Bitcoin has made some massive strides toward mainstream adoption recently.
Companies like MicroStrategy and Tesla have poured billions into Bitcoin, Tesla and PayPal both intend to accept Bitcoin as payment, and Citibank recently predicted Bitcoin could become the currency of choice for international trade.
If Bitcoin gets anywhere close to that level of widespread adoption, the energy demand for Bitcoin transactions will likely skyrocket.
The idea that Bitcoin’s energy usage will grow as its price increases is no mere assumption; the data backs it up, too.
A new study this month by Digiconomist founder Alex de Vries, who has a master’s in economics from Erasmus University Rotterdam, estimates how much electricity the Bitcoin network consumes at a given Bitcoin price level. He uses mining costs as a way to approximate energy consumption, and estimates that the primary costs of mining are hardware (roughly 40%) and electricity (roughly 60%).
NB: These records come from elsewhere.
//! Asset registration and vault records.
//!
//! An asset is registered exactly once and is 1:1 paired with its issued
//! receipt token (the `TokenLedger` keys supplies by `AssetId`, so the
//! pairing is structural, not a lookup that can drift). Vaults are named
//! accounting domains bound to exactly one asset each: a primary
//! (delta-neutral) vault per asset on the institutional rail, plus staking
//! vaults on the retail rail.

use chrono::{DateTime, Utc};
use serde::{Deserialize, Serialize};
use std::collections::HashMap;
use thiserror::Error;

use crate::ids::{AssetId, VaultId};

// ---------------------------------------------------------------------------
// Errors
// ---------------------------------------------------------------------------

/// Errors from registry operations.
#[derive(Debug, Error)]
pub enum RegistryError {
    /// The symbol is already registered. Assets register exactly once.
    #[error("asset already registered: {symbol}")]
    AssetAlreadyRegistered {
        /// The offending symbol.
        symbol: String,
    },

    /// The referenced asset is not registered.
    #[error("asset not registered: {0}")]
    AssetNotRegistered(AssetId),

    /// A vault with this name already exists.
    #[error("vault already exists: {name}")]
    VaultAlreadyExists {
        /// The offending vault name.
        name: String,
    },

    /// The asset already has a primary vault. One delta-neutral vault per
    /// asset; satellites must be staking vaults.
    #[error("asset {symbol} already has a primary vault")]
    PrimaryVaultExists {
        /// Symbol of the asset.
        symbol: String,
    },

    /// The referenced vault does not exist.
    #[error("vault not found: {0}")]
    VaultNotFound(VaultId),
}

// ---------------------------------------------------------------------------
// Records
// ---------------------------------------------------------------------------

/// Canonical record of a registered asset and its paired issued token.
#[derive(Clone, Debug, PartialEq, Eq, Serialize, Deserialize)]
pub struct AssetRecord {
    /// Content-derived identifier ([`AssetId::derive`] over the symbol).
    pub id: AssetId,
    /// Symbol of the external underlying (e.g. "USDC").
    pub symbol: String,
    /// Display symbol of the issued receipt token (e.g. "cUSDC").
    pub token_symbol: String,
    /// Decimal places shared by the underlying and the issued token.
    /// Amounts stay in smallest units everywhere; this is for rendering.
    pub decimals: u8,
    /// Registration time.
    pub registered_at: DateTime<Utc>,
}

/// What a vault does with the asset it accounts for.
#[derive(Clone, Copy, Debug, PartialEq, Eq, Serialize, Deserialize)]
pub enum VaultKind {
    /// Delta-neutral custody vault on the institutional rail. Underlying-
    /// denominated; settles through batch receivers; settlement yield
    /// mints/burns issued-token supply.
    Primary,
    /// Share-issuing pool on the retail rail. Issued-token-denominated;
    /// custodies its own claims; settlement freezes a share price instead
    /// of minting.
    Staking,
}

impl std::fmt::Display for VaultKind {
    fn fmt(&self, f: &mut std::fmt::Formatter<'_>) -> std::fmt::Result {
        match self {
            VaultKind::Primary => write!(f, "primary"),
            VaultKind::Staking => write!(f, "staking"),
        }
    }
}

/// Canonical record of a vault.
#[derive(Clone, Debug, PartialEq, Eq, Serialize, Deserialize)]
pub struct VaultRecord {
    /// Content-derived identifier ([`VaultId::derive`] over the name).
    pub id: VaultId,
    /// Human-readable unique name (e.g. "primary-usdc").
    pub name: String,
    /// The one asset this vault accounts for.
    pub asset: AssetId,
    /// Institutional or retail rail.
    pub kind: VaultKind,
    /// Gateway account authorized over this vault's batch receivers.
    /// Required before an institutional settlement can fund a receiver.
    pub gateway: Option<String>,
    /// Account receiving this vault's settlement yield. Falls back to the
    /// protocol treasury when unset. Ignored for staking vaults.
    pub yield_recipient: Option<String>,
    /// Ledger id of the vault's share token. Always set on staking vaults
    /// (derived from the vault name at creation), never on primary vaults.
    pub share_asset: Option<AssetId>,
    /// Creation time.
    pub created_at: DateTime<Utc>,
}

// ---------------------------------------------------------------------------
// Registry
// ---------------------------------------------------------------------------

/// The configuration-truth table: assets and vaults.
///
/// Mutations happen at genesis and through admin operations on the engine;
/// the router and gateways only ever read.
#[derive(Clone, Debug, Default, PartialEq, Serialize, Deserialize)]
pub struct Registry {
    /// Registered assets keyed by id.
    assets: HashMap<AssetId, AssetRecord>,
    /// Vaults keyed by id.
    vaults: HashMap<VaultId, VaultRecord>,
    /// At most one primary vault per asset.
    primary_by_asset: HashMap<AssetId, VaultId>,
}

impl Registry {
    /// Creates an empty registry.
    pub fn new() -> Self {
        Self::default()
    }

    /// Registers an asset exactly once and returns its id.
    pub fn register_asset(
        &mut self,
        symbol: &str,
        token_symbol: &str,
        decimals: u8,
        now: DateTime<Utc>,
    ) -> Result<AssetId, RegistryError> {
        let id = AssetId::derive(symbol);
        if self.assets.contains_key(&id) {
            return Err(RegistryError::AssetAlreadyRegistered {
                symbol: symbol.to_string(),
            });
        }

        self.assets.insert(
            id,
            AssetRecord {
                id,
                symbol: symbol.to_string(),
                token_symbol: token_symbol.to_string(),
                decimals,
                registered_at: now,
            },
        );
        Ok(id)
    }

    /// Creates a vault bound to a registered asset and returns its id.
    ///
    /// A `Primary` vault claims the one-per-asset slot; creating a second
    /// primary for the same asset fails. Staking vaults get a share-token
    /// ledger id derived from the vault name (`<name>.shares`).
    pub fn create_vault(
        &mut self,
        name: &str,
        asset: AssetId,
        kind: VaultKind,
        now: DateTime<Utc>,
    ) -> Result<VaultId, RegistryError> {
        let record = self
            .assets
            .get(&asset)
            .ok_or(RegistryError::AssetNotRegistered(asset))?;

        let id = VaultId::derive(name);
        if self.vaults.contains_key(&id) {
            return Err(RegistryError::VaultAlreadyExists {
                name: name.to_string(),
            });
        }
        if kind == VaultKind::Primary && self.primary_by_asset.contains_key(&asset) {
            return Err(RegistryError::PrimaryVaultExists {
                symbol: record.symbol.clone(),
            });
        }

        let share_asset = match kind {
            VaultKind::Primary => None,
            VaultKind::Staking => Some(AssetId::derive(&format!("{name}.shares"))),
        };
        self.vaults.insert(
            id,
            VaultRecord {
                id,
                name: name.to_string(),
                asset,
                kind,
                gateway: None,
                yield_recipient: None,
                share_asset,
                created_at: now,
            },
        );
        if kind == VaultKind::Primary {
            self.primary_by_asset.insert(asset, id);
        }
        Ok(id)
    }

    /// Binds the gateway account for a vault's batch receivers.
    pub fn set_gateway(&mut self, vault: VaultId, gateway: &str) -> Result<(), RegistryError> {
        let record = self
            .vaults
            .get_mut(&vault)
            .ok_or(RegistryError::VaultNotFound(vault))?;
        record.gateway = Some(gateway.to_string());
        Ok(())
    }

    /// Sets the settlement-yield recipient for a vault.
    pub fn set_yield_recipient(
        &mut self,
        vault: VaultId,
        account: &str,
    ) -> Result<(), RegistryError> {
        let record = self
            .vaults
            .get_mut(&vault)
            .ok_or(RegistryError::VaultNotFound(vault))?;
        record.yield_recipient = Some(account.to_string());
        Ok(())
    }

    /// Asset record lookup.
    pub fn asset(&self, id: &AssetId) -> Option<&AssetRecord> {
        self.assets.get(id)
    }

    /// Vault record lookup.
    pub fn vault(&self, id: &VaultId) -> Option<&VaultRecord> {
        self.vaults.get(id)
    }

    /// Whether `asset` is the asset `vault` accounts for.
    pub fn vault_supports(&self, vault: &VaultId, asset: &AssetId) -> bool {
        self.vaults
            .get(vault)
            .map(|v| v.asset == *asset)
            .unwrap_or(false)
    }

    /// The primary vault of an asset, if one exists.
    pub fn primary_vault(&self, asset: &AssetId) -> Option<VaultId> {
        self.primary_by_asset.get(asset).copied()
    }

    /// Iterator over all vault records.
    pub fn vaults(&self) -> impl Iterator<Item = &VaultRecord> {
        self.vaults.values()
    }

    /// Iterator over all asset records.
    pub fn assets(&self) -> impl Iterator<Item = &AssetRecord> {
        self.assets.values()
    }

    /// Number of registered assets.
    pub fn asset_count(&self) -> usize {
        self.assets.len()
    }

    /// Number of vaults.
    pub fn vault_count(&self) -> usize {
        self.vaults.len()
    }
}

#[cfg(test)]
mod tests {
    use super::*;

    fn registry_with_usdc() -> (Registry, AssetId) {
        let mut registry = Registry::new();
        let asset = registry
            .register_asset("USDC", "cUSDC", 6, Utc::now())
            .unwrap();
        (registry, asset)
    }

    #[test]
    fn register_asset_exactly_once() {
        let (mut registry, asset) = registry_with_usdc();
        assert_eq!(registry.asset(&asset).unwrap().symbol, "USDC");
        assert_eq!(registry.asset(&asset).unwrap().token_symbol, "cUSDC");

        let dup = registry.register_asset("USDC", "cUSDC", 6, Utc::now());
        assert!(matches!(
            dup,
            Err(RegistryError::AssetAlreadyRegistered { symbol }) if symbol == "USDC"
        ));
        assert_eq!(registry.asset_count(), 1);
    }

    #[test]
    fn create_vault_requires_registered_asset() {
        let mut registry = Registry::new();
        let ghost = AssetId::derive("GHOST");
        assert!(matches!(
            registry.create_vault("primary-ghost", ghost, VaultKind::Primary, Utc::now()),
            Err(RegistryError::AssetNotRegistered(_))
        ));
    }

    #[test]
    fn one_primary_vault_per_asset() {
        let (mut registry, asset) = registry_with_usdc();
        let primary = registry
            .create_vault("primary-usdc", asset, VaultKind::Primary, Utc::now())
            .unwrap();
        assert_eq!(registry.primary_vault(&asset), Some(primary));

        let second = registry.create_vault("primary-usdc-2", asset, VaultKind::Primary, Utc::now());
        assert!(matches!(
            second,
            Err(RegistryError::PrimaryVaultExists { symbol }) if symbol == "USDC"
        ));

        // Staking vaults for the same asset are fine.
        registry
            .create_vault("staking-usdc", asset, VaultKind::Staking, Utc::now())
            .unwrap();
        assert_eq!(registry.vault_count(), 2);
    }

    #[test]
    fn duplicate_vault_name_rejected() {
        let (mut registry, asset) = registry_with_usdc();
        registry
            .create_vault("primary-usdc", asset, VaultKind::Primary, Utc::now())
            .unwrap();
        assert!(matches!(
            registry.create_vault("primary-usdc", asset, VaultKind::Staking, Utc::now()),
            Err(RegistryError::VaultAlreadyExists { .. })
        ));
    }

    #[test]
    fn vault_supports_checks_the_bound_asset() {
        let (mut registry, asset) = registry_with_usdc();
        let other = registry
            .register_asset("USDT", "cUSDT", 6, Utc::now())
            .unwrap();
        let vault = registry
            .create_vault("primary-usdc", asset, VaultKind::Primary, Utc::now())
            .unwrap();

        assert!(registry.vault_supports(&vault, &asset));
        assert!(!registry.vault_supports(&vault, &other));
        assert!(!registry.vault_supports(&VaultId::derive("missing"), &asset));
    }

    #[test]
    fn share_asset_only_on_staking_vaults() {
        let (mut registry, asset) = registry_with_usdc();
        let primary = registry
            .create_vault("primary-usdc", asset, VaultKind::Primary, Utc::now())
            .unwrap();
        let staking = registry
            .create_vault("staking-usdc", asset, VaultKind::Staking, Utc::now())
            .unwrap();

        assert!(registry.vault(&primary).unwrap().share_asset.is_none());
        assert_eq!(
            registry.vault(&staking).unwrap().share_asset,
            Some(AssetId::derive("staking-usdc.shares"))
        );
    }

    #[test]
    fn gateway_and_yield_recipient_wiring() {
        let (mut registry, asset) = registry_with_usdc();
        let vault = registry
            .create_vault("primary-usdc", asset, VaultKind::Primary, Utc::now())
            .unwrap();
        assert!(registry.vault(&vault).unwrap().gateway.is_none());

        registry.set_gateway(vault, "cairn:minter").unwrap();
        registry
            .set_yield_recipient(vault, "cairn:staking-pool")
            .unwrap();

        let record = registry.vault(&vault).unwrap();
        assert_eq!(record.gateway.as_deref(), Some("cairn:minter"));
        assert_eq!(record.yield_recipient.as_deref(), Some("cairn:staking-pool"));

        let missing = registry.set_gateway(VaultId::derive("missing"), "cairn:x");
        assert!(matches!(missing, Err(RegistryError::VaultNotFound(_))));
    }

    #[test]
    fn registry_serialization_roundtrip() {
        let (mut registry, asset) = registry_with_usdc();
        registry
            .create_vault("primary-usdc", asset, VaultKind::Primary, Utc::now())
            .unwrap();
        let json = serde_json::to_string(&registry).expect("serialize");
        let recovered: Registry = serde_json::from_str(&json).expect("deserialize");
        assert_eq!(registry, recovered);
    }
}
// Settlement core benchmarks for the CAIRN protocol.
//
// Covers flow reporting, the full close/propose/execute settlement
// cycle, identifier derivation, token ledger transfers, and snapshot
// encoding across growing vault counts.

use chrono::Utc;
use criterion::{criterion_group, criterion_main, BenchmarkId, Criterion, Throughput};

use cairn_protocol::config::ProtocolConfig;
use cairn_protocol::ids::{AssetId, BatchId, VaultId};
use cairn_protocol::registry::{Role, StaticAuthorizer, VaultKind};
use cairn_protocol::state::CoreState;
use cairn_protocol::storage::StateSnapshot;

const RELAYER: &str = "cairn:relayer:ops";
const INSTITUTION: &str = "cairn:inst:alpha";
const GATEWAY: &str = "cairn:gateway:prime";

/// Role grants shared by every bench.
fn auth() -> StaticAuthorizer {
    let mut auth = StaticAuthorizer::new();
    auth.grant(RELAYER, Role::Relayer);
    auth.grant(INSTITUTION, Role::Institution);
    auth
}

/// Core state with one gateway-fronted primary vault and an open batch.
fn seed_primary(name: &str) -> (CoreState, AssetId, VaultId, BatchId) {
    let now = Utc::now();
    let mut state = CoreState::new();
    let asset = state
        .registry
        .register_asset("USDY", "cUSDY", 6, now)
        .unwrap();
    let vault = state
        .registry
        .create_vault(name, asset, VaultKind::Primary, now)
        .unwrap();
    state.registry.set_gateway(vault, GATEWAY).unwrap();
    let batch = state.batches.open_batch(vault, asset, now).unwrap();
    (state, asset, vault, batch)
}

fn bench_flow_report(c: &mut Criterion) {
    let auth = auth();
    let (mut state, asset, vault, batch) = seed_primary("treasury-prime");

    c.bench_function("settlement/push_assets", |b| {
        b.iter(|| {
            state
                .router
                .push_assets(
                    &auth,
                    INSTITUTION,
                    &state.registry,
                    &mut state.batches,
                    &vault,
                    &asset,
                    1_000,
                    &batch,
                )
                .unwrap()
        });
    });
}

fn bench_settle_cycle(c: &mut Criterion) {
    let auth = auth();
    let config = ProtocolConfig::local();

    c.bench_function("settlement/close_propose_execute", |b| {
        b.iter_with_setup(
            || {
                let (mut state, asset, vault, batch) = seed_primary("treasury-prime");
                state.tokens.mint(asset, INSTITUTION, 1_000_000).unwrap();
                state
                    .router
                    .push_assets(
                        &auth,
                        INSTITUTION,
                        &state.registry,
                        &mut state.batches,
                        &vault,
                        &asset,
                        1_000_000,
                        &batch,
                    )
                    .unwrap();
                state
                    .router
                    .request_pull(
                        &auth,
                        INSTITUTION,
                        &state.registry,
                        &mut state.batches,
                        &vault,
                        &asset,
                        100_000,
                        &batch,
                    )
                    .unwrap();
                (state, asset, vault, batch)
            },
            |(mut state, asset, vault, batch)| {
                let now = Utc::now();
                state.batches.close_batch(&batch, true, now).unwrap();
                let proposal = state
                    .router
                    .propose_settle_batch(
                        &auth,
                        RELAYER,
                        &config,
                        &state.registry,
                        &state.batches,
                        None,
                        &vault,
                        &asset,
                        &batch,
                        1_000_000,
                        now,
                    )
                    .unwrap();
                state
                    .router
                    .execute_settle_batch(
                        RELAYER,
                        &config,
                        &state.registry,
                        &mut state.batches,
                        &mut state.tokens,
                        &mut state.receivers,
                        &proposal,
                        now,
                    )
                    .unwrap()
            },
        );
    });
}

fn bench_id_derivation(c: &mut Criterion) {
    let vault = VaultId::derive("treasury-prime");
    let asset = AssetId::derive("USDY");

    c.bench_function("settlement/derive_batch_id", |b| {
        b.iter(|| BatchId::derive(&vault, &asset, 42));
    });
}

fn bench_token_transfer(c: &mut Criterion) {
    let (mut state, asset, _, _) = seed_primary("treasury-prime");
    state.tokens.mint(asset, "cairn:user:alice", 1_000_000).unwrap();

    // Shuttle the same unit back and forth so balances stay stable.
    c.bench_function("settlement/token_transfer_pair", |b| {
        b.iter(|| {
            state
                .tokens
                .transfer(asset, "cairn:user:alice", "cairn:user:bob", 1)
                .unwrap();
            state
                .tokens
                .transfer(asset, "cairn:user:bob", "cairn:user:alice", 1)
                .unwrap();
        });
    });
}

fn bench_snapshot_encode(c: &mut Criterion) {
    let mut group = c.benchmark_group("settlement/snapshot_encode");
    let auth = auth();

    for vault_count in [1usize, 8, 64] {
        group.throughput(Throughput::Elements(vault_count as u64));
        group.bench_with_input(
            BenchmarkId::from_parameter(vault_count),
            &vault_count,
            |b, &n| {
                let now = Utc::now();
                let mut state = CoreState::new();
                let asset = state
                    .registry
                    .register_asset("USDY", "cUSDY", 6, now)
                    .unwrap();
                for i in 0..n {
                    let name = format!("vault-{i}");
                    let vault = state
                        .registry
                        .create_vault(&name, asset, VaultKind::Primary, now)
                        .unwrap();
                    state.registry.set_gateway(vault, GATEWAY).unwrap();
                    let batch = state.batches.open_batch(vault, asset, now).unwrap();
                    state
                        .tokens
                        .mint(asset, &format!("cairn:inst:{i}"), 500_000)
                        .unwrap();
                    state
                        .router
                        .push_assets(
                            &auth,
                            INSTITUTION,
                            &state.registry,
                            &mut state.batches,
                            &vault,
                            &asset,
                            500_000,
                            &batch,
                        )
                        .unwrap();
                }
                let snapshot = StateSnapshot::capture(&state, 1, now);

                b.iter(|| snapshot.encode().unwrap());
            },
        );
    }

    group.finish();
}

criterion_group!(
    benches,
    bench_flow_report,
    bench_settle_cycle,
    bench_id_derivation,
    bench_token_transfer,
    bench_snapshot_encode,
);
criterion_main!(benches);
He assumes miners pay for electricity at around $0.05 per KWh—an estimate that has previously been used in similar studies.
Based on these assumptions, de Vries theorized that with Bitcoin at $42,000 (the price back on January 10, 2021), Bitcoin miners would earn around $15.3 billion annually and the total Bitcoin network would consume up to 184 TWh per year—much higher than what the BECI estimates. 184 TWh per year is in fact “not far from the amount of energy consumed by all data centres globally,” de Vries writes, a figure the IEA pegs at 200 TWh.
And Bitcoin’s price is currently much higher than $42,000—it’s hovering around $60,000.
In other words, using de Vries’s method, the network’s total consumption is likely already very close to the 200 TWh used by all the world’s data centres. (That said, all the data centres in the world combine to only 1% of the world’s energy demands.)
At 184 TWh per year, de Vries concludes Bitcoin’s carbon footprint is already "roughly comparable to the carbon emissions produced by the metropolitan area of London," one of the biggest and busiest cities on the planet.
If Bitcoin’s energy consumption grows as its price increases, you’d be forgiven for assuming that the problem would go away if Bitcoin’s price fell, because the financial incentive to mine Bitcoin would shrink. But not so fast: As de Vries notes, Bitmain—one of the largest manufacturers of Bitcoin mining machines in the world—recently announced that it’s already sold out on stock all the way up until August 2021, and according to a post on its website, it doesn’t allow order cancellations. So, regardless of what happens to Bitcoin’s price for the rest of this year, Bitcoin mining won’t likely slow down.
In fact, according to Cambridge University’s BECI, Bitcoin’s electrical needs are already surging rapidly. Since October 2020, Bitcoin’s electrical consumption has increased from an estimate of 58 TWh to an estimate of 129 TWH. That represents an increase of over 120% in just five months, and much like Bitcoin’s price, the cryptocurrency’s electrical consumption has generally increased ever since institutional investors came knocking.
So Bitcoin is at a crossroads. On one hand, Bitcoin holders can point to its recent price surge as a sign of its sustainable appeal for retail and institutional investors.
But its underlying system is more energy inefficient than anything the financial world has ever seen. Supporters can dismiss these issues or approach them like a joke, or they can retort that its carbon footprint is only a fraction of the world’s total carbon emissions, but the argument is completely context-dependent: when compared to Visa transactions, or smartphone charging, Bitcoin looks anything but green.